Processions to the Grotto were begun in 1864. Bernadette often suffered from illness, but in 1866 she was well enough to enter into religious life in the community of the Sisters of Charity in Nevers, France. Before her departure from Lourdes, Bernadette made a last sorrowful visit to the Grotto and said good-bye to her “Heaven.” Bernadette, who became the professed Sister Marie-Bernard, was beset with suffering and lingering illness throughout the rest of her life. She was called home the Wednesday of Holy Week, April 16th, 1879. In her last moments, her arms were extended in the shape of a cross and she said, “I thirst” followed by her final words, “Mary, Mother of God.” She expired at three o’clock in the afternoon at the age of thirty-five. Bernadette was canonized a saint on December 8, 1933 and her feast day is April 16th. Bernadette’s body has not undergone decay and her body lies in a glass coffin in the chapel of the convent and she is known as the Sleeping Saint of Nevers.


The Grotto of Lourdes is one of the most visited Marian shrines in the world. It has the distinction of having two separate Golden Roses bestowed upon it. In 1876 Pius IX gave a Golden Rose to the shrine at Lourdes because as some have said, he was the Pope of the Immaculate Conception.
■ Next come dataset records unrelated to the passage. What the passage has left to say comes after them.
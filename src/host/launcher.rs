//! Local shell launcher backed by `tokio::process`.

use async_trait::async_trait;
use std::process::Stdio;
use std::sync::Arc;
use std::time::Duration;
use tokio::process::{Child, Command};

use super::ShellLauncher;
use crate::config::ShellConfig;
use crate::error::ExecError;
use crate::keep_shell::KeepShell;

/// Bound on the root probe; a `su` waiting on a prompt reads as "no root".
const ROOT_PROBE_TIMEOUT: Duration = Duration::from_secs(10);

/// Launches the configured privileged/unprivileged shell programs.
#[derive(Debug, Clone)]
pub struct LocalShellLauncher {
    privileged: String,
    unprivileged: String,
    assume_root: Option<bool>,
}

impl LocalShellLauncher {
    pub fn new(privileged: impl Into<String>, unprivileged: impl Into<String>) -> Self {
        Self {
            privileged: privileged.into(),
            unprivileged: unprivileged.into(),
            assume_root: None,
        }
    }

    pub fn from_config(shell: &ShellConfig) -> Self {
        Self {
            assume_root: shell.assume_root,
            ..Self::new(shell.privileged.clone(), shell.unprivileged.clone())
        }
    }

    /// Skip probing and report `assume_root` from [`ShellLauncher::has_root`].
    pub fn with_assume_root(mut self, assume_root: Option<bool>) -> Self {
        self.assume_root = assume_root;
        self
    }

    pub fn program(&self, privileged: bool) -> &str {
        if privileged {
            &self.privileged
        } else {
            &self.unprivileged
        }
    }
}

#[async_trait]
impl ShellLauncher for LocalShellLauncher {
    async fn has_root(&self) -> bool {
        if let Some(rooted) = self.assume_root {
            return rooted;
        }
        // Probe through a throwaway privileged shell; a missing `su` simply
        // fails to spawn and reads as "no root".
        let probe = KeepShell::new(Arc::new(self.clone()), true, Some(ROOT_PROBE_TIMEOUT));
        let rooted = probe.check_root().await;
        probe.try_exit().await;
        tracing::info!(rooted, program = %self.privileged, "probed root availability");
        rooted
    }

    fn spawn_shell(&self, privileged: bool) -> Result<Child, ExecError> {
        let program = self.program(privileged);
        let mut cmd = Command::new(program);
        cmd.kill_on_drop(true)
            .stdin(Stdio::piped())
            .stdout(Stdio::piped())
            .stderr(Stdio::piped());
        // Own process group, so a timed-out exchange can take the whole tree down.
        #[cfg(unix)]
        cmd.process_group(0);
        let child = cmd
            .spawn()
            .map_err(|e| ExecError::ProcessAcquisition(format!("{program}: {e}")))?;
        tracing::debug!(program, privileged, pid = ?child.id(), "spawned shell");
        Ok(child)
    }
}
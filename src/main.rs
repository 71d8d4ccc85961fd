//! CLI entry point for krexec.

mod cli;

use clap::Parser;
use krexec::config::load_config;
use krexec::engine::{ExecRequest, PageContext, ScriptEngine};
use krexec::materialize::ASSET_SCHEME;
use krexec::render::{EventRenderer, RenderMode};
use krexec::session::{ForceStop, ShellSession};
use serde_json::json;
use tokio::io::{AsyncBufReadExt, BufReader};
use tokio::task::JoinHandle;
use tracing_subscriber::EnvFilter;

/// Exit status reported when the session was killed by a signal.
const TERMINATED_EXIT_CODE: i32 = 130;

#[tokio::main]
async fn main() {
    let filter = EnvFilter::try_from_env("KREXEC_LOG").unwrap_or_else(|_| EnvFilter::new("warn"));
    tracing_subscriber::fmt()
        .with_env_filter(filter)
        .with_writer(std::io::stderr)
        .init();

    let args = cli::Args::parse();
    let config = match load_config(args.config.as_deref()) {
        Ok(c) => c,
        Err(e) => {
            eprintln!("error: {e}");
            std::process::exit(1);
        }
    };

    let mode = if args.json {
        RenderMode::Json
    } else if args.no_color {
        RenderMode::Plain
    } else {
        RenderMode::Color
    };

    let engine = ScriptEngine::from_config(&config);
    let code = match run_command(&engine, args.command, mode).await {
        Ok(code) => code,
        Err(msg) => {
            eprintln!("error: {msg}");
            1
        }
    };
    engine.reset().await;
    std::process::exit(code);
}

async fn run_command(
    engine: &ScriptEngine,
    command: cli::Command,
    mode: RenderMode,
) -> Result<i32, String> {
    match command {
        cli::Command::Init => {
            let environment = engine.ensure_initialized().await.map_err(|e| e.to_string())?;
            if mode == RenderMode::Json {
                println!(
                    "{}",
                    json!({
                        "executor": environment.executor_path().display().to_string(),
                        "rooted": environment.rooted(),
                        "variables": environment.variables(),
                    })
                );
            } else {
                println!("{}", environment.executor_path().display());
            }
            Ok(0)
        }
        cli::Command::Eval { script } => {
            let outputs = engine
                .execute_outputs(&script, None)
                .await
                .map_err(|e| e.to_string())?;
            if mode == RenderMode::Json {
                println!("{}", serde_json::to_string(&outputs).map_err(|e| e.to_string())?);
            } else {
                println!("{}", krexec::output::joined_text(&outputs));
            }
            Ok(0)
        }
        cli::Command::Run {
            script,
            params,
            page_config,
            inline,
        } => {
            let script = resolve_script(script, inline)?;
            let mut request = ExecRequest {
                script,
                params: params.into_iter().collect(),
                page: None,
                interruptible: true,
            };
            if let Some(file) = page_config {
                request = request.page(page_context(&file));
            }
            run_session(engine, request, mode).await
        }
        cli::Command::Shell => run_interactive(engine, mode).await,
    }
}

async fn run_session(
    engine: &ScriptEngine,
    request: ExecRequest,
    mode: RenderMode,
) -> Result<i32, String> {
    let session = ShellSession::new();
    let Some(mut run) = engine
        .execute(&session, request)
        .await
        .map_err(|e| e.to_string())?
    else {
        return Err(format!("session {} already started", session.tag()));
    };
    let ctrl_c = spawn_ctrl_c_handler(run.force_stop().cloned());
    let mut renderer = EventRenderer::stdout(mode);
    let code = run.drain_into(&mut renderer).await;
    ctrl_c.abort();
    Ok(code.unwrap_or(TERMINATED_EXIT_CODE))
}

async fn run_interactive(engine: &ScriptEngine, mode: RenderMode) -> Result<i32, String> {
    let session = ShellSession::new();
    let Some(shell) = engine
        .open_interactive(&session)
        .await
        .map_err(|e| e.to_string())?
    else {
        return Err(format!("session {} already started", session.tag()));
    };
    let ctrl_c = spawn_ctrl_c_handler(Some(shell.force_stop().clone()));
    let (input, mut run) = shell.into_parts();

    let writer = tokio::spawn(async move {
        let mut lines = BufReader::new(tokio::io::stdin()).lines();
        loop {
            match lines.next_line().await {
                Ok(Some(line)) => {
                    if let Err(err) = input.write(&line).await {
                        tracing::warn!(error = %err, "stopped forwarding stdin");
                        return;
                    }
                }
                Ok(None) => break,
                Err(err) => {
                    tracing::warn!(error = %err, "failed to read stdin");
                    break;
                }
            }
        }
        if let Err(err) = input.finish().await {
            tracing::debug!(error = %err, "shell already closed");
        }
    });

    let mut renderer = EventRenderer::stdout(mode);
    let code = run.drain_into(&mut renderer).await;
    writer.abort();
    ctrl_c.abort();
    Ok(code.unwrap_or(TERMINATED_EXIT_CODE))
}

fn spawn_ctrl_c_handler(stop: Option<ForceStop>) -> JoinHandle<()> {
    tokio::spawn(async move {
        if tokio::signal::ctrl_c().await.is_ok() {
            match &stop {
                Some(stop) => stop.invoke(),
                None => tracing::warn!("session is not interruptible"),
            }
        }
    })
}

/// Script text for `run`: asset references and `--inline` text pass through,
/// anything else is read as a local file.
fn resolve_script(script: String, inline: bool) -> Result<String, String> {
    if inline || script.starts_with(ASSET_SCHEME) {
        return Ok(script);
    }
    std::fs::read_to_string(&script).map_err(|e| format!("failed to read `{script}`: {e}"))
}

/// Page context for a config file path, local or asset.
fn page_context(file: &str) -> PageContext {
    let dir = match file.rfind('/') {
        Some(0) => "/",
        Some(idx) => &file[..idx],
        None => ".",
    };
    PageContext {
        config_dir: dir.to_string(),
        config_file: file.to_string(),
    }
}
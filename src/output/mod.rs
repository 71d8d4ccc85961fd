//! Shell output model, line classification, and row translation.

mod classify;
mod model;
mod translate;

pub use classify::{classify_line, classify_output, parse_progress, IMAGE_MARKER, PROGRESS_PREFIX};
pub use model::{joined_text, text_lines, OutputOrigin, ShellOutput};
pub use translate::OutputTranslator;
//! Config-file source discovery.
//!
//! Source order: explicit path > `./krexec.toml` > global file > built-in
//! defaults.

use std::path::{Path, PathBuf};

use crate::error::ConfigError;

use super::defaults::{APP_DIR, LOCAL_CONFIG_FILE};

#[derive(Debug, Clone, PartialEq, Eq)]
pub(super) enum ConfigSource {
    /// Config loaded from explicit `--config` path.
    Explicit(PathBuf),
    /// Config loaded from `./krexec.toml`.
    Local,
    /// Config loaded from the per-user config directory.
    Global(PathBuf),
    /// No file found; defaults apply.
    BuiltInDefaults,
}

/// Read config text from the highest-precedence available source.
pub(super) fn read_config_text_with_sources<FRead, FRoot>(
    path_override: Option<&str>,
    read_file: &FRead,
    config_root: &FRoot,
) -> Result<(String, ConfigSource), ConfigError>
where
    FRead: Fn(&Path) -> Result<String, std::io::Error>,
    FRoot: Fn() -> Option<PathBuf>,
{
    // An explicit path must exist.
    if let Some(p) = path_override {
        let path = PathBuf::from(p);
        let text = read_file(&path)?;
        return Ok((text, ConfigSource::Explicit(path)));
    }

    if let Ok(text) = read_file(Path::new(LOCAL_CONFIG_FILE)) {
        return Ok((text, ConfigSource::Local));
    }
    if let Some(dir) = config_root() {
        let global = dir.join(APP_DIR).join(LOCAL_CONFIG_FILE);
        if let Ok(text) = read_file(&global) {
            return Ok((text, ConfigSource::Global(global)));
        }
    }

    Ok((String::new(), ConfigSource::BuiltInDefaults))
}
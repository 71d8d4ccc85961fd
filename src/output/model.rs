//! Typed shell output events and the reducers callers build on them.

use serde::{Deserialize, Serialize};

/// Pipe a text line came from.
#[derive(Debug, Clone, Copy, PartialEq, Eq, Serialize, Deserialize)]
#[serde(rename_all = "lowercase")]
pub enum OutputOrigin {
    /// Process stdout, rendered as an ordinary log line.
    Stdout,
    /// Process stderr, rendered with error severity.
    Stderr,
    /// Echo of a command the caller wrote into an interactive session.
    Input,
}

impl OutputOrigin {
    /// `#rrggbb` color used when rendering lines of this origin.
    pub fn color_hex(self) -> &'static str {
        match self {
            Self::Stdout => "#00cc55",
            Self::Stderr => "#ff0000",
            Self::Input => "#808080",
        }
    }

    pub fn is_error(self) -> bool {
        matches!(self, Self::Stderr)
    }
}

/// One classified output record.
#[derive(Debug, Clone, PartialEq, Eq, Serialize, Deserialize)]
#[serde(tag = "kind", rename_all = "lowercase")]
pub enum ShellOutput {
    Text { origin: OutputOrigin, content: String },
    Image { path: String },
    Progress { current: i64, total: i64 },
}

impl ShellOutput {
    pub fn text(origin: OutputOrigin, content: impl Into<String>) -> Self {
        Self::Text {
            origin,
            content: content.into(),
        }
    }

    /// Content of a `Text` event, `None` otherwise.
    pub fn as_text(&self) -> Option<&str> {
        match self {
            Self::Text { content, .. } => Some(content),
            _ => None,
        }
    }
}

/// Text events in order, Image and Progress dropped.
pub fn text_lines(outputs: &[ShellOutput]) -> impl Iterator<Item = &str> {
    outputs.iter().filter_map(ShellOutput::as_text)
}

/// All text content joined with `\n` and trimmed.
pub fn joined_text(outputs: &[ShellOutput]) -> String {
    text_lines(outputs)
        .collect::<Vec<_>>()
        .join("\n")
        .trim()
        .to_string()
}
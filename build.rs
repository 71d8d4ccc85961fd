//! Embeds build metadata (commit, build time) for `krexec --version`.
//!
//! Both values may be pinned through the environment for reproducible builds;
//! otherwise they are probed from git/date with an "unknown" fallback.

use std::env;
use std::process::Command;
use std::time::{SystemTime, UNIX_EPOCH};

const GIT_HASH_VAR: &str = "KREXEC_BUILD_GIT_HASH";
const TIMESTAMP_VAR: &str = "KREXEC_BUILD_TIMESTAMP";

fn main() {
    println!("cargo:rerun-if-changed=.git/HEAD");
    println!("cargo:rerun-if-env-changed={GIT_HASH_VAR}");
    println!("cargo:rerun-if-env-changed={TIMESTAMP_VAR}");
    if let Ok(head) = std::fs::read_to_string(".git/HEAD") {
        if let Some(reference) = head.trim().strip_prefix("ref: ") {
            println!("cargo:rerun-if-changed=.git/{reference}");
        }
    }

    let git_hash = env::var(GIT_HASH_VAR)
        .ok()
        .or_else(|| probe("git", &["rev-parse", "--short=12", "HEAD"]))
        .unwrap_or_else(|| "unknown".to_string());
    let timestamp = env::var(TIMESTAMP_VAR)
        .ok()
        .or_else(|| probe("date", &["-u", "+%Y-%m-%dT%H:%M:%SZ"]))
        .unwrap_or_else(|| {
            let secs = SystemTime::now()
                .duration_since(UNIX_EPOCH)
                .map(|d| d.as_secs())
                .unwrap_or(0);
            format!("unix:{secs}")
        });

    println!("cargo:rustc-env={GIT_HASH_VAR}={git_hash}");
    println!("cargo:rustc-env={TIMESTAMP_VAR}={timestamp}");
}

fn probe(program: &str, args: &[&str]) -> Option<String> {
    let output = Command::new(program).args(args).output().ok()?;
    if !output.status.success() {
        return None;
    }
    let text = String::from_utf8(output.stdout).ok()?;
    let text = text.trim();
    (!text.is_empty()).then(|| text.to_string())
}
//! Configuration loading from TOML files and environment variables.
//!
//! Config is loaded in this order of precedence (highest wins):
//! 1. Environment variables (`KREXEC_ASSETS_DIR`, `KREXEC_DATA_DIR`,
//!    `KREXEC_CACHE_DIR`, `KREXEC_SDCARD_PATH`, `KREXEC_ANDROID_SDK`,
//!    `KREXEC_SU`, `KREXEC_SH`)
//! 2. TOML file specified via --config CLI flag
//! 3. ./krexec.toml in the current directory
//! 4. $XDG_CONFIG_HOME/krexec/krexec.toml (or ~/.config/krexec/krexec.toml)
//! 5. Built-in defaults

use std::path::{Path, PathBuf};

use crate::error::ConfigError;

mod defaults;
mod env;
mod sources;
mod types;

use env::apply_runtime_env_overrides;
use sources::read_config_text_with_sources;
pub use types::{Config, EnvironmentConfig, PathsConfig, ShellConfig};

/// Load configuration from disk and environment.
///
/// `path_override` is an explicit config file path (from --config flag).
pub fn load_config(path_override: Option<&str>) -> Result<Config, ConfigError> {
    load_config_from_sources(
        path_override,
        |path| std::fs::read_to_string(path),
        |name| std::env::var(name).ok(),
        dirs::config_dir,
    )
}

fn load_config_from_sources<FRead, FEnv, FRoot>(
    path_override: Option<&str>,
    read_file: FRead,
    env_lookup: FEnv,
    config_root: FRoot,
) -> Result<Config, ConfigError>
where
    FRead: Fn(&Path) -> Result<String, std::io::Error>,
    FEnv: Fn(&str) -> Option<String>,
    FRoot: Fn() -> Option<PathBuf>,
{
    let (config_text, source) =
        read_config_text_with_sources(path_override, &read_file, &config_root)?;
    tracing::debug!(?source, "loaded configuration source");
    let mut config: Config = toml::from_str(&config_text)?;
    apply_runtime_env_overrides(&mut config, &env_lookup)?;
    Ok(config)
}

#[cfg(test)]
mod tests {
    use super::*;
    use std::collections::HashMap;
    use std::io;

    fn files(entries: &[(&str, &str)]) -> HashMap<PathBuf, String> {
        entries
            .iter()
            .map(|(path, text)| (PathBuf::from(path), text.to_string()))
            .collect()
    }

    fn load_with(
        path_override: Option<&str>,
        files: &HashMap<PathBuf, String>,
        env: &[(&str, &str)],
    ) -> Result<Config, ConfigError> {
        let env: HashMap<String, String> = env
            .iter()
            .map(|(k, v)| (k.to_string(), v.to_string()))
            .collect();
        load_config_from_sources(
            path_override,
            |path| {
                files
                    .get(path)
                    .cloned()
                    .ok_or_else(|| io::Error::new(io::ErrorKind::NotFound, "missing"))
            },
            |name| env.get(name).cloned(),
            || Some(PathBuf::from("/home/u/.config")),
        )
    }

    #[test]
    fn no_files_yield_defaults() {
        let config = load_with(None, &HashMap::new(), &[]).unwrap();
        assert_eq!(config.environment, EnvironmentConfig::default());
        assert_eq!(config.shell, ShellConfig::default());
        assert!(config.strings.is_empty());
    }

    #[test]
    fn local_file_wins_over_global() {
        let files = files(&[
            ("krexec.toml", "[environment]\nandroid_sdk = 33\n"),
            (
                "/home/u/.config/krexec/krexec.toml",
                "[environment]\nandroid_sdk = 21\n",
            ),
        ]);
        let config = load_with(None, &files, &[]).unwrap();
        assert_eq!(config.environment.android_sdk, 33);
    }

    #[test]
    fn global_file_used_when_no_local_file() {
        let files = files(&[(
            "/home/u/.config/krexec/krexec.toml",
            "[shell]\nprivileged = \"sudo\"\n",
        )]);
        let config = load_with(None, &files, &[]).unwrap();
        assert_eq!(config.shell.privileged, "sudo");
        assert_eq!(config.shell.unprivileged, "sh");
    }

    #[test]
    fn explicit_path_must_exist() {
        let err = load_with(Some("/nope.toml"), &HashMap::new(), &[]).unwrap_err();
        assert!(matches!(err, ConfigError::Io(_)), "got: {err}");
    }

    #[test]
    fn strings_table_and_paths_parse() {
        let files = files(&[(
            "custom.toml",
            "[paths]\nassets_dir = \"/opt/assets\"\n\n[strings]\nhello = \"Hello!\"\n",
        )]);
        let config = load_with(Some("custom.toml"), &files, &[]).unwrap();
        assert_eq!(config.paths.assets_dir, PathBuf::from("/opt/assets"));
        assert_eq!(config.strings.get("hello").map(String::as_str), Some("Hello!"));
    }

    #[test]
    fn env_overrides_take_precedence() {
        let files = files(&[("krexec.toml", "[shell]\nunprivileged = \"bash\"\n")]);
        let config = load_with(
            None,
            &files,
            &[
                ("KREXEC_SH", "dash"),
                ("KREXEC_ANDROID_SDK", "34"),
                ("KREXEC_DATA_DIR", "/data/x"),
                ("KREXEC_SU", "  "),
            ],
        )
        .unwrap();
        assert_eq!(config.shell.unprivileged, "dash");
        assert_eq!(config.shell.privileged, "su");
        assert_eq!(config.environment.android_sdk, 34);
        assert_eq!(config.paths.data_dir, PathBuf::from("/data/x"));
    }

    #[test]
    fn invalid_sdk_env_is_rejected() {
        let err = load_with(None, &HashMap::new(), &[("KREXEC_ANDROID_SDK", "tiramisu")])
            .unwrap_err();
        assert!(err.to_string().contains("KREXEC_ANDROID_SDK"), "got: {err}");
    }

    #[test]
    fn command_timeout_is_opt_in_and_at_least_one_second() {
        assert_eq!(ShellConfig::default().command_timeout(), None);
        let shell = ShellConfig {
            command_timeout_secs: Some(0),
            ..ShellConfig::default()
        };
        assert_eq!(
            shell.command_timeout(),
            Some(std::time::Duration::from_secs(1))
        );
        assert_eq!(
            ShellConfig::default().start_delay(),
            std::time::Duration::from_millis(200)
        );
    }
}
//! Live session events and the consumer seam they are delivered through.

use tokio::io::{AsyncBufReadExt, AsyncRead, BufReader};
use tokio::sync::mpsc::UnboundedSender;
use tokio::task::JoinHandle;

use super::ForceStop;
use crate::output::{classify_line, OutputOrigin, ShellOutput};

/// One event of a live session, delivered in production order.
#[derive(Debug, Clone)]
pub enum ExecEvent {
    /// First event of every session.
    Started {
        tag: String,
        /// Script as the caller supplied it.
        command: String,
        /// Present only for interruptible requests.
        force_stop: Option<ForceStop>,
    },
    Output(ShellOutput),
    /// Last event of every session. `None` when the process was killed by a
    /// signal or its status could not be read.
    Exited { code: Option<i32> },
}

/// Consumer of live session events.
pub trait EventSink: Send {
    fn on_event(&mut self, event: ExecEvent);
}

impl<F> EventSink for F
where
    F: FnMut(ExecEvent) + Send,
{
    fn on_event(&mut self, event: ExecEvent) {
        self(event)
    }
}

/// Read `reader` line by line, classify each line, and forward the result.
///
/// Each newline-terminated record is delivered as soon as it is read. A
/// dropped receiver does not stop the pump; the pipe keeps draining so the
/// process never blocks on a full buffer.
pub(crate) fn spawn_line_pump<R>(
    reader: R,
    origin: OutputOrigin,
    tx: UnboundedSender<ExecEvent>,
) -> JoinHandle<()>
where
    R: AsyncRead + Unpin + Send + 'static,
{
    tokio::spawn(async move {
        let mut reader = BufReader::new(reader);
        let mut buf = Vec::new();
        loop {
            buf.clear();
            match reader.read_until(b'\n', &mut buf).await {
                Ok(0) => break,
                Ok(_) => {
                    let line = String::from_utf8_lossy(&buf);
                    if let Some(output) = classify_line(&line, origin) {
                        let _ = tx.send(ExecEvent::Output(output));
                    }
                }
                Err(err) => {
                    tracing::warn!(?origin, error = %err, "session pipe read failed");
                    break;
                }
            }
        }
    })
}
Just eight months before his death, Pope John Paul II made a pilgrimage to Lourdes where he conferred the Golden Rose to the shrine on August 14, 2004. His own suffering from advanced Parkinson’s disease made his visit all the more touching. He began his greetings, “Dear sick brothers and sisters, I would like to hold you in my arms…” and then his strength failed and he couldn’t continue his remarks. Aides rushed in to help move him from the kneeler to a chair. After the Pope regained his peace, Cardinal Etchegaray continued reading the Pope’s address saying, in part, “Dear sick brothers and sisters, I would like to hold you in my arms, one after another, to show my affection and to tell you how close I am to you and show my solidarity with you…” His words took on added meaning because of his own heroic suffering.
The year from Feb. 2008 to Feb. 2009 marked the 150th anniversary of the apparitions. The Holy Father, Pope Benedict XVI visited Lourdes in September 2008 to celebrate the anniversary.